BEGIN PROVIDED INFORMATION

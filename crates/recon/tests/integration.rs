use std::collections::BTreeMap;
use std::path::PathBuf;

use racematch_recon::config::MatchConfig;
use racematch_recon::model::{MatchInput, RunReport, SanctionReason, StateCode, Table};
use racematch_recon::report::render_summary;
use racematch_recon::run;

fn fixtures_dir() -> PathBuf {
    PathBuf::from(env!("CARGO_MANIFEST_DIR")).join("tests/fixtures")
}

fn read_table(file: &str) -> Table {
    let path = fixtures_dir().join(file);
    let mut reader = csv::Reader::from_path(&path)
        .unwrap_or_else(|e| panic!("cannot read {}: {e}", path.display()));
    let headers = reader.headers().unwrap().iter().map(String::from).collect();
    let rows = reader
        .records()
        .map(|r| r.unwrap().iter().map(String::from).collect())
        .collect();
    Table::new(headers, rows)
}

fn load_config(name: &str) -> MatchConfig {
    let toml = std::fs::read_to_string(fixtures_dir().join(name)).unwrap();
    MatchConfig::from_toml(&toml).unwrap()
}

fn load_and_run(config: &MatchConfig) -> RunReport {
    let mut targets = BTreeMap::new();
    for target in &config.targets {
        targets.insert(target.name.clone(), read_table(&target.file));
    }
    let input = MatchInput {
        source: read_table(&config.source.file),
        targets,
    };
    run(config, &input).unwrap()
}

fn reason_of(report: &RunReport, title: &str) -> SanctionReason {
    report
        .rows
        .iter()
        .find(|r| r.record.record.title == title)
        .unwrap_or_else(|| panic!("no row titled {title}"))
        .verdict
        .reason
}

// -------------------------------------------------------------------------
// Two sources
// -------------------------------------------------------------------------

#[test]
fn two_source_verdicts() {
    let report = load_and_run(&load_config("two-source.match.toml"));

    assert_eq!(report.meta.config_name, "Trifind vs USAT 2025");
    assert_eq!(report.meta.flag_source, "source");
    assert_eq!(report.meta.sanction_target, "usat");
    assert_eq!(report.rows.len(), 5);

    assert_eq!(reason_of(&report, "Boulder Sprint Triathlon"), SanctionReason::ScoreOnly);
    assert_eq!(reason_of(&report, "Lake Tahoe Triathlon"), SanctionReason::Both);
    assert_eq!(reason_of(&report, "Austin Spring Duathlon"), SanctionReason::FlagOnly);
    assert_eq!(reason_of(&report, "Denver Olympic Tri"), SanctionReason::ScoreOnly);
    assert_eq!(reason_of(&report, "Cheyenne Classic"), SanctionReason::Neither);
}

#[test]
fn two_source_best_match_carries_target_columns() {
    let report = load_and_run(&load_config("two-source.match.toml"));
    let boulder = report
        .rows
        .iter()
        .find(|r| r.record.record.title == "Boulder Sprint Triathlon")
        .unwrap();
    assert_eq!(
        boulder.record.record.extra,
        vec![("url".to_string(), "https://trifind.example/events/1".to_string())]
    );

    let m = boulder.target_match("usat").unwrap();
    assert_eq!(m.score, 95);
    assert_eq!(m.band, "95–100");
    // the 2024 edition is dropped by the target year, so only two CO candidates remain
    assert_eq!(m.candidate_count, 2);
    let best = m.candidate.as_ref().unwrap();
    assert_eq!(best.record.title, "Boulder Sprint Tri");
    assert_eq!(best.record.extra[0], ("ApplicationID".to_string(), "APP-101".to_string()));
}

#[test]
fn two_source_summary() {
    let report = load_and_run(&load_config("two-source.match.toml"));
    let s = &report.summary;

    assert_eq!(s.totals.rows, 5);
    assert_eq!(s.totals.sanctioned, 4);
    assert_eq!(s.totals.not_sanctioned, 1);
    assert_eq!(s.matched["usat"], 3);
    assert_eq!(s.discrepancies.agree, 2);
    assert_eq!(s.discrepancies.disagree, 3);
    assert_eq!(s.raw_flags["No"], 3);
    assert_eq!(s.raw_flags["Yes"], 2);

    let (target, bands) = &s.bands[0];
    assert_eq!(target, "usat");
    let counts: Vec<usize> = bands.iter().map(|b| b.count).collect();
    assert_eq!(counts, vec![2, 0, 0, 0, 3]);

    let top: Vec<&str> = s.top_states.iter().map(|(c, _)| c.as_str()).collect();
    assert_eq!(top, vec!["CO", "NV", "TX", "WY"]);
    assert_eq!(s.states["CO"].sanctioned, 2);
}

#[test]
fn two_source_exclusions() {
    let report = load_and_run(&load_config("two-source.match.toml"));

    let trifind = &report.exclusions["trifind"];
    assert_eq!(trifind.loaded, 7);
    assert_eq!(trifind.missing_fields, 1);
    assert_eq!(trifind.unmapped.len(), 1);
    assert_eq!(trifind.unmapped["Puerto Rico"], 1);

    let usat = &report.exclusions["usat"];
    assert_eq!(usat.loaded, 5);
    assert_eq!(usat.outside_year, 1);
    assert!(usat.unmapped.is_empty());

    assert!(report
        .rows
        .iter()
        .all(|r| r.record.state_code != StateCode::Unmapped));
    assert_eq!(
        report.needs_attention(),
        vec![("trifind".to_string(), "Puerto Rico".to_string(), 1)]
    );
}

#[test]
fn puerto_rico_mapped_by_config() {
    let mut config = load_config("two-source.match.toml");
    config.states.insert("Puerto Rico".into(), "PR".into());
    let report = load_and_run(&config);

    assert_eq!(report.rows.len(), 6);
    assert!(report.exclusions["trifind"].unmapped.is_empty());
    assert_eq!(reason_of(&report, "San Juan Tri"), SanctionReason::Neither);
}

#[test]
fn rendered_summary_mentions_attention() {
    let report = load_and_run(&load_config("two-source.match.toml"));
    let text = render_summary(&report).join("\n");
    assert!(text.contains("Score bands vs usat:"));
    assert!(text.contains("trifind: \"Puerto Rico\" x1"));
}

// -------------------------------------------------------------------------
// Three sources
// -------------------------------------------------------------------------

#[test]
fn three_source_flag_from_matched_row() {
    let report = load_and_run(&load_config("three-source.match.toml"));

    assert_eq!(report.meta.flag_source, "trifind");
    assert_eq!(report.rows.len(), 4);
    for row in &report.rows {
        let targets: Vec<&str> = row.matches.iter().map(|m| m.target.as_str()).collect();
        assert_eq!(targets, vec!["trifind", "usat"]);
    }

    assert_eq!(reason_of(&report, "Boulder Sprint Triathlon"), SanctionReason::ScoreOnly);
    assert_eq!(reason_of(&report, "Lake Tahoe Tri"), SanctionReason::Both);
    assert_eq!(reason_of(&report, "Austin Spring Duathlon"), SanctionReason::FlagOnly);
    assert_eq!(reason_of(&report, "Gulf Coast 5K"), SanctionReason::Neither);

    let gulf = report
        .rows
        .iter()
        .find(|r| r.record.record.title == "Gulf Coast 5K")
        .unwrap();
    assert!(gulf.flag_raw.is_none());
    assert!(gulf.matches.iter().all(|m| m.score == 0 && m.candidate.is_none()));
    assert_eq!(report.summary.raw_flags["(blank)"], 1);
    assert_eq!(report.summary.bands.len(), 2);
}

#[test]
fn three_source_year_filter_drops_other_year_candidates() {
    let mut config = load_config("three-source.match.toml");
    // keep the 2024 USAT row in the pool so only the year filter can drop it
    config.targets[1].year = None;

    let usat_candidates = |report: &RunReport| {
        report
            .rows
            .iter()
            .find(|r| r.record.record.title == "Boulder Sprint Triathlon")
            .and_then(|r| r.target_match("usat"))
            .map(|m| m.candidate_count)
            .unwrap()
    };

    let report = load_and_run(&config);
    assert!(!report.meta.year_filter);
    assert_eq!(usat_candidates(&report), 3);

    config.year_filter = true;
    let report = load_and_run(&config);
    assert!(report.meta.year_filter);
    assert_eq!(usat_candidates(&report), 2);
    assert_eq!(reason_of(&report, "Lake Tahoe Tri"), SanctionReason::Both);
}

END PROVIDED INFORMATION

• TASK DETAILS
The data is to be reproduced in full, every line intact.

• TASK RESPONSE
filename crates/recon/tests/integration.rs
use std::collections::BTreeMap;
use std::path::PathBuf;

use racematch_recon::config::MatchConfig;
use racematch_recon::model::{MatchInput, RunReport, SanctionReason, StateCode, Table};
use racematch_recon::report::render_summary;
use racematch_recon::run;

fn fixtures_dir() -> PathBuf {
    PathBuf::from(env!("CARGO_MANIFEST_DIR")).join("tests/fixtures")
}

fn read_table(file: &str) -> Table {
    let path = fixtures_dir().join(file);
    let mut reader = csv::Reader::from_path(&path)
        .unwrap_or_else(|e| panic!("cannot read {}: {e}", path.display()));
    let headers = reader.headers().unwrap().iter().map(String::from).collect();
    let rows = reader
        .records()
        .map(|r| r.unwrap().iter().map(String::from).collect())
        .collect();
    Table::new(headers, rows)
}

fn load_config(name: &str) -> MatchConfig {
    let toml = std::fs::read_to_string(fixtures_dir().join(name)).unwrap();
    MatchConfig::from_toml(&toml).unwrap()
}

fn load_and_run(config: &MatchConfig) -> RunReport {
    let mut targets = BTreeMap::new();
    for target in &config.targets {
        targets.insert(target.name.clone(), read_table(&target.file));
    }
    let input = MatchInput {
        source: read_table(&config.source.file),
        targets,
    };
    run(config, &input).unwrap()
}

fn reason_of(report: &RunReport, title: &str) -> SanctionReason {
    report
        .rows
        .iter()
        .find(|r| r.record.record.title == title)
        .unwrap_or_else(|| panic!("no row titled {title}"))
        .verdict
        .reason
}

// -------------------------------------------------------------------------
// Two sources
// -------------------------------------------------------------------------

#[test]
fn two_source_verdicts() {
    let report = load_and_run(&load_config("two-source.match.toml"));

    assert_eq!(report.meta.config_name, "Trifind vs USAT 2025");
    assert_eq!(report.meta.flag_source, "source");
    assert_eq!(report.meta.sanction_target, "usat");
    assert_eq!(report.rows.len(), 5);

    assert_eq!(reason_of(&report, "Boulder Sprint Triathlon"), SanctionReason::ScoreOnly);
    assert_eq!(reason_of(&report, "Lake Tahoe Triathlon"), SanctionReason::Both);
    assert_eq!(reason_of(&report, "Austin Spring Duathlon"), SanctionReason::FlagOnly);
    assert_eq!(reason_of(&report, "Denver Olympic Tri"), SanctionReason::ScoreOnly);
    assert_eq!(reason_of(&report, "Cheyenne Classic"), SanctionReason::Neither);
}

#[test]
fn two_source_best_match_carries_target_columns() {
    let report = load_and_run(&load_config("two-source.match.toml"));
    let boulder = report
        .rows
        .iter()
        .find(|r| r.record.record.title == "Boulder Sprint Triathlon")
        .unwrap();
    assert_eq!(
        boulder.record.record.extra,
        vec![("url".to_string(), "https://trifind.example/events/1".to_string())]
    );

    let m = boulder.target_match("usat").unwrap();
    assert_eq!(m.score, 95);
    assert_eq!(m.band, "95–100");
    // the 2024 edition is dropped by the target year, so only two CO candidates remain
    assert_eq!(m.candidate_count, 2);
    let best = m.candidate.as_ref().unwrap();
    assert_eq!(best.record.title, "Boulder Sprint Tri");
    assert_eq!(best.record.extra[0], ("ApplicationID".to_string(), "APP-101".to_string()));
}

#[test]
fn two_source_summary() {
    let report = load_and_run(&load_config("two-source.match.toml"));
    let s = &report.summary;

    assert_eq!(s.totals.rows, 5);
    assert_eq!(s.totals.sanctioned, 4);
    assert_eq!(s.totals.not_sanctioned, 1);
    assert_eq!(s.matched["usat"], 3);
    assert_eq!(s.discrepancies.agree, 2);
    assert_eq!(s.discrepancies.disagree, 3);
    assert_eq!(s.raw_flags["No"], 3);
    assert_eq!(s.raw_flags["Yes"], 2);

    let (target, bands) = &s.bands[0];
    assert_eq!(target, "usat");
    let counts: Vec<usize> = bands.iter().map(|b| b.count).collect();
    assert_eq!(counts, vec![2, 0, 0, 0, 3]);

    let top: Vec<&str> = s.top_states.iter().map(|(c, _)| c.as_str()).collect();
    assert_eq!(top, vec!["CO", "NV", "TX", "WY"]);
    assert_eq!(s.states["CO"].sanctioned, 2);
}

#[test]
fn two_source_exclusions() {
    let report = load_and_run(&load_config("two-source.match.toml"));

    let trifind = &report.exclusions["trifind"];
    assert_eq!(trifind.loaded, 7);
    assert_eq!(trifind.missing_fields, 1);
    assert_eq!(trifind.unmapped.len(), 1);
    assert_eq!(trifind.unmapped["Puerto Rico"], 1);

    let usat = &report.exclusions["usat"];
    assert_eq!(usat.loaded, 5);
    assert_eq!(usat.outside_year, 1);
    assert!(usat.unmapped.is_empty());

    assert!(report
        .rows
        .iter()
        .all(|r| r.record.state_code != StateCode::Unmapped));
    assert_eq!(
        report.needs_attention(),
        vec![("trifind".to_string(), "Puerto Rico".to_string(), 1)]
    );
}

#[test]
fn puerto_rico_mapped_by_config() {
    let mut config = load_config("two-source.match.toml");
    config.states.insert("Puerto Rico".into(), "PR".into());
    let report = load_and_run(&config);

    assert_eq!(report.rows.len(), 6);
    assert!(report.exclusions["trifind"].unmapped.is_empty());
    assert_eq!(reason_of(&report, "San Juan Tri"), SanctionReason::Neither);
}

#[test]
fn rendered_summary_mentions_attention() {
    let report = load_and_run(&load_config("two-source.match.toml"));
    let text = render_summary(&report).join("\n");
    assert!(text.contains("Score bands vs usat:"));
    assert!(text.contains("trifind: \"Puerto Rico\" x1"));
}

// -------------------------------------------------------------------------
// Three sources
// -------------------------------------------------------------------------

#[test]
fn three_source_flag_from_matched_row() {
    let report = load_and_run(&load_config("three-source.match.toml"));

    assert_eq!(report.meta.flag_source, "trifind");
    assert_eq!(report.rows.len(), 4);
    for row in &report.rows {
        let targets: Vec<&str> = row.matches.iter().map(|m| m.target.as_str()).collect();
        assert_eq!(targets, vec!["trifind", "usat"]);
    }

    assert_eq!(reason_of(&report, "Boulder Sprint Triathlon"), SanctionReason::ScoreOnly);
    assert_eq!(reason_of(&report, "Lake Tahoe Tri"), SanctionReason::Both);
    assert_eq!(reason_of(&report, "Austin Spring Duathlon"), SanctionReason::FlagOnly);
    assert_eq!(reason_of(&report, "Gulf Coast 5K"), SanctionReason::Neither);

    let gulf = report
        .rows
        .iter()
        .find(|r| r.record.record.title == "Gulf Coast 5K")
        .unwrap();
    assert!(gulf.flag_raw.is_none());
    assert!(gulf.matches.iter().all(|m| m.score == 0 && m.candidate.is_none()));
    assert_eq!(report.summary.raw_flags["(blank)"], 1);
    assert_eq!(report.summary.bands.len(), 2);
}

#[test]
fn three_source_year_filter_drops_other_year_candidates() {
    let mut config = load_config("three-source.match.toml");
    // keep the 2024 USAT row in the pool so only the year filter can drop it
    config.targets[1].year = None;

    let usat_candidates = |report: &RunReport| {
        report
            .rows
            .iter()
            .find(|r| r.record.record.title == "Boulder Sprint Triathlon")
            .and_then(|r| r.target_match("usat"))
            .map(|m| m.candidate_count)
            .unwrap()
    };

    let report = load_and_run(&config);
    assert!(!report.meta.year_filter);
    assert_eq!(usat_candidates(&report), 3);

    config.year_filter = true;
    let report = load_and_run(&config);
    assert!(report.meta.year_filter);
    assert_eq!(usat_candidates(&report), 2);
    assert_eq!(reason_of(&report, "Lake Tahoe Tri"), SanctionReason::Both);
}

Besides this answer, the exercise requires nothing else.